Ce qui ressort de cette révolution douce, c’est une incitation à la responsabilité individuelle au service de l’intérêt collectif. Lorsque les copropriétaires comprennent, lors d’un échange de conciliation, l’impact financier que leurs actions ou leurs impayés ont sur l’entretien et la viabilité de l’immeuble, certains comportements changent, parfois radicalement. Si cette dynamique n’est pas une panacée, elle constitue un réel progrès vers une cohabitation plus sereine. 
 

Sur le plan juridique, cette tentative de conciliation devient désormais une étape obligatoire et déterminante. Sans elle, l’action du syndic peut être jugée irrecevable devant les juridictions. À l’épreuve du droit, cela veut dire que la non-justification d’une conciliation préalable compromet l’efficacité juridique des procédures engagées, avec des conséquences potentiellement lourdes pour le fonctionnement et la trésorerie de la copropriété elle-même. 
 

Pourtant, malgré ces avancées, la réforme présente des zones d’ombre. Le texte législatif n’encadre pas avec précision les délais applicables ni les modalités d’exécution de la conciliation, laissant une marge d’interprétation aux praticiens. Dans ce contexte, la bonne foi du syndic devient essentielle : proposer des conditions raisonnables de rencontre et d’échange devient un critère clé de validité de la démarche.
 

Pour les copropriétaires, ce tournant législatif est un signal.
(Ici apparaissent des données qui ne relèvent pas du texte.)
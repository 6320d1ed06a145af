//! Table bindings for companies, simulated leads and NPS analytics rows.

use weedle_core::columns::*;
use weedle_core::format::{format_api_date, format_currency, format_currency_whole, format_number, format_percent};
use weedle_core::{CellValue, Record};

use crate::dto::{Company, NpsAnalyticsRow, SimulatedLead};

fn money(v: f64) -> CellValue { CellValue::Markup(format_currency(v)) }

impl Record for Company {
    fn field(&self, key: &str) -> CellValue {
        match key {
            COMPANY_NAME => self.nome_empresa.as_str().into(),
            COMPANY_CNPJ => self.cnpj.as_str().into(),
            COMPANY_SEGMENT => self.segmento.as_str().into(),
            COMPANY_PRODUCT => self.produto.as_str().into(),
            COMPANY_CONTRACT_VALUE => money(self.valor_contrato),
            COMPANY_CLUSTER => self.cluster.as_str().into(),
            COMPANY_SIMULATED_AT => format_api_date(&self.data_simulacao).into(),
            COMPANY_ID => self.id.as_str().into(),
            COMPANY_EMAIL => self.email.as_str().into(),
            COMPANY_CAPITAL => money(self.capital_social),
            _ => CellValue::Empty,
        }
    }

    fn values(&self) -> Vec<CellValue> {
        [
            COMPANY_ID,
            COMPANY_NAME,
            COMPANY_CNPJ,
            COMPANY_SEGMENT,
            COMPANY_CAPITAL,
            COMPANY_EMAIL,
            COMPANY_PRODUCT,
            COMPANY_CONTRACT_VALUE,
            COMPANY_CLUSTER,
            COMPANY_SIMULATED_AT,
        ]
        .iter()
        .map(|k| self.field(k))
        .collect()
    }
}

impl Record for SimulatedLead {
    fn field(&self, key: &str) -> CellValue {
        match key {
            LEAD_CNPJ => self.cnpj.as_str().into(),
            LEAD_COMPANY => self.nome_empresa.as_str().into(),
            LEAD_SEGMENT => self.segmento.as_str().into(),
            LEAD_CAPITAL => money(self.capital_social),
            LEAD_EMAIL => self.email.as_str().into(),
            LEAD_PRODUCT => self.produto.as_str().into(),
            LEAD_CONTRACT_VALUE => money(self.valor_contrato),
            LEAD_CLUSTER => self.cluster_name.as_str().into(),
            LEAD_SIMULATED_AT => format_api_date(&self.data_simulacao).into(),
            _ => CellValue::Empty,
        }
    }

    fn values(&self) -> Vec<CellValue> {
        [LEAD_CNPJ, LEAD_COMPANY, LEAD_SEGMENT, LEAD_CAPITAL, LEAD_EMAIL, LEAD_PRODUCT, LEAD_CONTRACT_VALUE, LEAD_CLUSTER, LEAD_SIMULATED_AT]
            .iter()
            .map(|k| self.field(k))
            .collect()
    }
}

impl Record for NpsAnalyticsRow {
    fn field(&self, key: &str) -> CellValue {
        match key {
            NPS_CLIENT => self.cd_cliente.as_str().into(),
            NPS_SEGMENT => self.segmento.as_str().into(),
            NPS_SUBSEGMENT => self.subsegmento.as_str().into(),
            NPS_REVENUE_BAND => self.faixa_faturamento.as_str().into(),
            NPS_CONTRACT_STATUS => self.situacao_contrato.as_str().into(),
            NPS_CONTRACT_VALUE => CellValue::Markup(format_currency_whole(self.valor_total_contrato)),
            NPS_DISCOUNT => CellValue::Markup(format_percent(self.percentual_desconto, 2)),
            NPS_TICKET_RESOLUTION => self.media_resolucao_ticket.map(|d| format_number(d, 1)).into(),
            NPS_CLASSIFICATION => self.classificacao_nps.as_str().into(),
            NPS_AVG_SCORE => format_number(self.nota_media, 2).into(),
            _ => CellValue::Empty,
        }
    }

    fn values(&self) -> Vec<CellValue> {
        [
            NPS_CLIENT,
            NPS_SEGMENT,
            NPS_SUBSEGMENT,
            NPS_REVENUE_BAND,
            NPS_CONTRACT_STATUS,
            NPS_CONTRACT_VALUE,
            NPS_DISCOUNT,
            NPS_TICKET_RESOLUTION,
            NPS_CLASSIFICATION,
            NPS_AVG_SCORE,
        ]
        .iter()
        .map(|k| self.field(k))
        .collect()
    }
}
Il appelle à une culture de copropriété plus mature, où l’on privilégie l’entente au conflit ouvert. Et si les premiers champions de cette nouvelle ère sont les syndics, il ne faut pas oublier que ce sont les citoyens-copropriétaires qui, au quotidien, doivent faire vivre ces principes. À terme, cette réforme peut contribuer à des espaces de vie plus harmonieux, mieux alignés avec les aspirations des générations urbaines, en quête d’un cadre de vie apaisé et solidaire.
 

La loi n°30-24 n’est pas une baguette magique. Elle ne résoudra pas tous les conflits du jour au lendemain. Mais en plaçant la conciliation au cœur du règlement des différends en copropriété, elle instille une culture nouvelle celle du dialogue obligatoire avant le contentieux. Pour un Maroc qui veut voir ses citadins vivre ensemble dans un climat de respect, de responsabilité et d’équité, c’est un pas dans la bonne direction.